Information provided:
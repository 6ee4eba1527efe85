//! Beacon-chain REST client.

use serde::Deserialize;
use serde_with::{serde_as, DisplayFromStr};

use crate::config::{BeaconConfig, RetryConfig};
use crate::prelude::*;
use crate::retry::retry_with;
use crate::sources::graph::{CONNECT_TIMEOUT, QUERY_TIMEOUT};

/// Statuses of a validator that has deposited but is not participating
/// yet. Pending validators carry no rewards and are not counted as
/// activated.
#[derive(Clone, Copy, Debug, Deserialize, PartialEq, Eq)]
#[serde(rename_all = "snake_case")]
pub enum ValidatorStatus {
    PendingInitialized,
    PendingQueued,
    ActiveOngoing,
    ActiveExiting,
    ActiveSlashed,
    ExitedUnslashed,
    ExitedSlashed,
    WithdrawalPossible,
    WithdrawalDone,
}

impl ValidatorStatus {
    pub fn is_pending(&self) -> bool {
        matches!(
            self,
            ValidatorStatus::PendingInitialized | ValidatorStatus::PendingQueued
        )
    }
}

#[serde_as]
#[derive(Clone, Debug, Deserialize)]
pub struct ValidatorInfo {
    pub status: ValidatorStatus,

    /// Current balance, in gwei.
    #[serde_as(as = "DisplayFromStr")]
    pub balance: u64,
}

#[serde_as]
#[derive(Clone, Debug, Deserialize)]
pub struct Genesis {
    #[serde_as(as = "DisplayFromStr")]
    pub genesis_time: u64,
}

#[serde_as]
#[derive(Clone, Debug, Deserialize)]
struct Checkpoint {
    #[serde_as(as = "DisplayFromStr")]
    epoch: u64,
}

#[derive(Clone, Debug, Deserialize)]
struct FinalityCheckpoints {
    finalized: Checkpoint,
}

#[derive(Debug, Deserialize)]
struct Envelope<T> {
    data: T,
}

#[derive(Clone)]
pub struct BeaconClient {
    http: reqwest::Client,
    endpoint: String,
    retries: RetryConfig,
}

impl BeaconClient {
    pub fn new(config: &BeaconConfig, retries: RetryConfig) -> Result<Self, Error> {
        let http = reqwest::Client::builder()
            .connect_timeout(CONNECT_TIMEOUT)
            .timeout(QUERY_TIMEOUT)
            .build()
            .map_err(Error::client)?;

        Ok(Self {
            http,
            endpoint: config.endpoint.trim_end_matches('/').to_string(),
            retries,
        })
    }

    pub async fn genesis(&self) -> Result<Genesis, Error> {
        let url = format!("{}/eth/v1/beacon/genesis", self.endpoint);

        self.get::<Genesis>(&url).await
    }

    /// Epoch the chain considers finalized right now.
    pub async fn finalized_epoch(&self) -> Result<u64, Error> {
        let url = format!(
            "{}/eth/v1/beacon/states/head/finality_checkpoints",
            self.endpoint
        );

        let checkpoints = self.get::<FinalityCheckpoints>(&url).await?;

        Ok(checkpoints.finalized.epoch)
    }

    /// Validator states at `state_id` for one chunk of public keys.
    pub async fn validators(
        &self,
        state_id: &str,
        public_keys: &[String],
    ) -> Result<Vec<ValidatorInfo>, Error> {
        if public_keys.is_empty() {
            return Ok(Vec::new());
        }

        let url = format!(
            "{}/eth/v1/beacon/states/{}/validators?id={}",
            self.endpoint,
            state_id,
            public_keys.join(",")
        );

        self.get::<Vec<ValidatorInfo>>(&url).await
    }

    async fn get<T: serde::de::DeserializeOwned>(&self, url: &str) -> Result<T, Error> {
        retry_with(&self.retries, "beacon api", || async {
            let response = self.http.get(url).send().await?.error_for_status()?;
            let envelope: Envelope<T> = response.json().await?;

            Ok(envelope.data)
        })
        .await
    }
}

#[cfg(test)]
mod tests {
    use super::*;

    #[test]
    fn pending_statuses_are_classified() {
        assert!(ValidatorStatus::PendingInitialized.is_pending());
        assert!(ValidatorStatus::PendingQueued.is_pending());
        assert!(!ValidatorStatus::ActiveOngoing.is_pending());
        assert!(!ValidatorStatus::ExitedSlashed.is_pending());
    }

    #[test]
    fn validator_payload_parses_string_balances() {
        let raw = r#"{
            "data": [
                { "status": "active_ongoing", "balance": "32001000000" },
                { "status": "pending_queued", "balance": "32000000000" }
            ]
        }"#;

        let envelope: Envelope<Vec<ValidatorInfo>> = serde_json::from_str(raw).unwrap();

        assert_eq!(envelope.data.len(), 2);
        assert_eq!(envelope.data[0].balance, 32_001_000_000);
        assert!(envelope.data[1].status.is_pending());
    }
}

Task to carry out: Which lines run from the first of the listing to the line containing "is not participating"? Reproduce those exactly, both ends included.

Result of the exercise:
repository 6ee4eba1527efe85
//! Beacon-chain REST client.

use serde::Deserialize;
use serde_with::{serde_as, DisplayFromStr};

use crate::config::{BeaconConfig, RetryConfig};
use crate::prelude::*;
use crate::retry::retry_with;
use crate::sources::graph::{CONNECT_TIMEOUT, QUERY_TIMEOUT};

/// Statuses of a validator that has deposited but is not participating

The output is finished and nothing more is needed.